The Dryden baronetcy, of Canons Ashby in the County of Northampton, was created in the Baronetage of England on 16 November 1619 for Erasmus Dryden. He was in the Fleet Prison in 1605, after signing a pro-Puritan petition of Sir Francis Hastings. He was High Sheriff of Northamptonshire in 1598 and 1619, and subsequently Member of Parliament for Banbury in 1624.

The 2nd Baronet represented Northamptonshire in the Long Parliament. The title became extinct on the death of the 7th Baronet in 1770.

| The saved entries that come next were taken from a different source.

//! Test utilities for integration tests
//!
//! Builds routers over an in-memory record store, with deterministic
//! stand-ins for the model and the LLM.

use crate::{create_router, state::AppState};
use async_trait::async_trait;
use axum::Router;
use gluco_core::{
    AppConfig, ChatMessage, FeatureField, FeatureVector, GlucoError, LlmClient, Predictor,
    Result, SqliteRecordStore,
};
use gluco_research::ResearchAssistant;
use std::sync::Arc;

/// Glucose above this value is labelled positive
pub const GLUCOSE_CUTOFF: f64 = 140.0;

/// Labels a sample positive when glucose exceeds [`GLUCOSE_CUTOFF`]
pub struct GlucoseCutoffPredictor;

impl Predictor for GlucoseCutoffPredictor {
    fn predict(&self, features: &FeatureVector) -> Result<u8> {
        Ok(u8::from(features.get(FeatureField::Glucose) > GLUCOSE_CUTOFF))
    }

    fn name(&self) -> &str {
        "glucose-cutoff"
    }
}

/// Echoes the last user message back
pub struct EchoLlm;

#[async_trait]
impl LlmClient for EchoLlm {
    async fn chat(&self, messages: &[ChatMessage]) -> Result<String> {
        messages
            .last()
            .map(|m| format!("echo: {}", m.content))
            .ok_or_else(|| GlucoError::LlmError("empty conversation".to_string()))
    }

    fn name(&self) -> &str {
        "echo"
    }
}

/// Application state over an in-memory store
pub async fn test_state(with_model: bool) -> Arc<AppState> {
    let records = SqliteRecordStore::in_memory()
        .await
        .expect("in-memory SQLite store");
    let predictor: Option<Arc<dyn Predictor>> = if with_model {
        Some(Arc::new(GlucoseCutoffPredictor))
    } else {
        None
    };

    Arc::new(AppState::new(
        AppConfig::default(),
        predictor,
        Arc::new(records),
        ResearchAssistant::new(Arc::new(EchoLlm)),
    ))
}

/// Router with a model loaded
pub async fn create_router_for_testing() -> Router {
    create_router(test_state(true).await)
}

/// Router whose model failed to load
pub async fn create_router_without_model() -> Router {
    create_router(test_state(false).await)
}
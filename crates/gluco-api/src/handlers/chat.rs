//! Research chat handler

use crate::state::AppState;
use axum::{extract::State, Json};
use serde::{Deserialize, Serialize};
use std::sync::Arc;
use utoipa::ToSchema;

/// Chat request body
#[derive(Debug, Deserialize, ToSchema)]
pub struct ChatRequest {
    /// Question about diabetes research
    #[serde(default)]
    #[schema(example = "What are the early signs of type 2 diabetes?")]
    pub question: String,
}

/// Chat response body
#[derive(Debug, Serialize, ToSchema)]
pub struct ChatResponse {
    pub answer: String,
}

/// Ask the research assistant
///
/// Always answers 200; LLM failures are reported in the answer text.
#[utoipa::path(
    post,
    path = "/chat",
    tag = "chat",
    request_body = ChatRequest,
    responses(
        (status = 200, description = "Assistant answer", body = ChatResponse)
    )
)]
pub async fn chat(
    State(state): State<Arc<AppState>>,
    Json(request): Json<ChatRequest>,
) -> Json<ChatResponse> {
    state.increment_requests();

    let answer = state.assistant.answer(&request.question).await;
    Json(ChatResponse { answer })
}
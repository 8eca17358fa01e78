//! Diabetes research assistant
//!
//! Wraps an LLM with a fixed educational system prompt. Failures never
//! surface as errors to the caller; they become the answer text.

use std::sync::Arc;

use gluco_core::{ChatMessage, LlmClient};

/// System prompt sent ahead of every question
pub const SYSTEM_PROMPT: &str = "You are a healthcare research assistant focused on diabetes. \
Provide concise, evidence-informed answers for general education. \
Avoid medical diagnosis or personalized treatment. \
If asked for medical advice, recommend consulting a licensed clinician. \
If uncertain, say you don't know.";

/// Reply to an empty question
pub const EMPTY_QUESTION_REPLY: &str = "please ask question about diabetes research";

/// Answers general diabetes research questions
#[derive(Clone, Default)]
pub struct ResearchAssistant {
    client: Option<Arc<dyn LlmClient>>,
}

impl ResearchAssistant {
    pub fn new(client: Arc<dyn LlmClient>) -> Self {
        Self {
            client: Some(client),
        }
    }

    /// Assistant with no LLM behind it; every question gets an error answer
    pub fn unconfigured() -> Self {
        Self { client: None }
    }

    pub fn is_configured(&self) -> bool {
        self.client.is_some()
    }

    /// Answer a question
    pub async fn answer(&self, question: &str) -> String {
        let question = question.trim();
        if question.is_empty() {
            return EMPTY_QUESTION_REPLY.to_string();
        }

        let Some(client) = &self.client else {
            return "Chat error: no LLM provider is configured".to_string();
        };

        let messages = [ChatMessage::system(SYSTEM_PROMPT), ChatMessage::user(question)];
        match client.chat(&messages).await {
            Ok(answer) => answer,
            Err(e) => {
                tracing::warn!(client = client.name(), error = %e, "Chat request failed");
                format!("Chat error: {e}")
            }
        }
    }
}

impl std::fmt::Debug for ResearchAssistant {
    fn fmt(&self, f: &mut std::fmt::Formatter<'_>) -> std::fmt::Result {
        f.debug_struct("ResearchAssistant")
            .field("client", &self.client.as_ref().map(|c| c.name()))
            .finish()
    }
}
//! PDF document parser using pdf-extract
//!
//! Extracts the text of every page and concatenates it. No layout or
//! structure is preserved; downstream matching works on the flat text.

use crate::{DocumentParser, FileType, ParsedDocument, ParserError, Result};

/// PDF document parser
#[derive(Debug, Clone, Default)]
pub struct PdfParser;

impl PdfParser {
    /// Create a new PDF parser
    pub fn new() -> Self {
        Self
    }

    /// Extract text from PDF bytes
    ///
    /// The backend can panic on malformed input; panics are reported as
    /// `PdfError` so a bad upload never takes the caller down with it.
    fn extract_text(&self, bytes: &[u8]) -> Result<(String, Option<u32>)> {
        let text = std::panic::catch_unwind(|| pdf_extract::extract_text_from_mem(bytes))
            .map_err(|_| ParserError::PdfError("PDF backend panicked on malformed input".into()))?
            .map_err(|e| ParserError::PdfError(e.to_string()))?;

        // Rough page count from form feeds between pages
        let breaks = text.matches('\x0C').count() as u32;
        let page_count = if breaks > 0 { Some(breaks + 1) } else { None };

        Ok((text, page_count))
    }
}

impl DocumentParser for PdfParser {
    fn parse_bytes(&self, bytes: &[u8], file_name: &str) -> Result<ParsedDocument> {
        let (text, page_count) = self.extract_text(bytes)?;

        let mut doc = ParsedDocument::new(file_name, FileType::Pdf).with_content(text);
        doc.metadata.page_count = page_count;
        doc.metadata.byte_size = bytes.len();

        tracing::debug!(
            file = file_name,
            chars = doc.char_count(),
            pages = ?page_count,
            "Extracted PDF text"
        );

        Ok(doc)
    }

    fn supported_types(&self) -> &[FileType] {
        &[FileType::Pdf]
    }
}

#[cfg(test)]
mod tests {
    use super::*;

    #[test]
    fn test_supported_types() {
        let parser = PdfParser::new();
        assert!(parser.can_parse(FileType::Pdf));
        assert!(!parser.can_parse(FileType::Csv));
    }

    #[test]
    fn test_non_pdf_bytes_are_an_error() {
        let parser = PdfParser::new();
        let err = parser
            .parse_bytes(b"this is definitely not a pdf", "fake.pdf")
            .unwrap_err();
        assert!(matches!(err, ParserError::PdfError(_)));
    }

    #[test]
    fn test_missing_file_is_io_error() {
        let parser = PdfParser::new();
        let err = parser
            .parse(std::path::Path::new("/nonexistent/report.pdf"))
            .unwrap_err();
        assert!(matches!(err, ParserError::IoError { .. }));
    }
}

==Dryden baronets, of Canons Ashby (1619)==
- Sir Erasmus Dryden, 1st Baronet (1553–1632)
- Sir John Dryden, 2nd Baronet (c. 1580–c.1658)
- Sir Robert Dryden, 3rd Baronet (c.1638–1708)
- Sir John Dryden, 4th Baronet (c.1635–1710)
- Sir Erasmus Henry Dryden, 5th Baronet (1669–1710)
- Sir Erasmus Dryden, 6th Baronet (1636–1718)
- Sir John Dryden, 7th Baronet (c.1704–1770)

==Extended family==
The poet John Dryden was the grandson of the 1st Baronet, and father of the 5th Baronet who became a Dominican priest.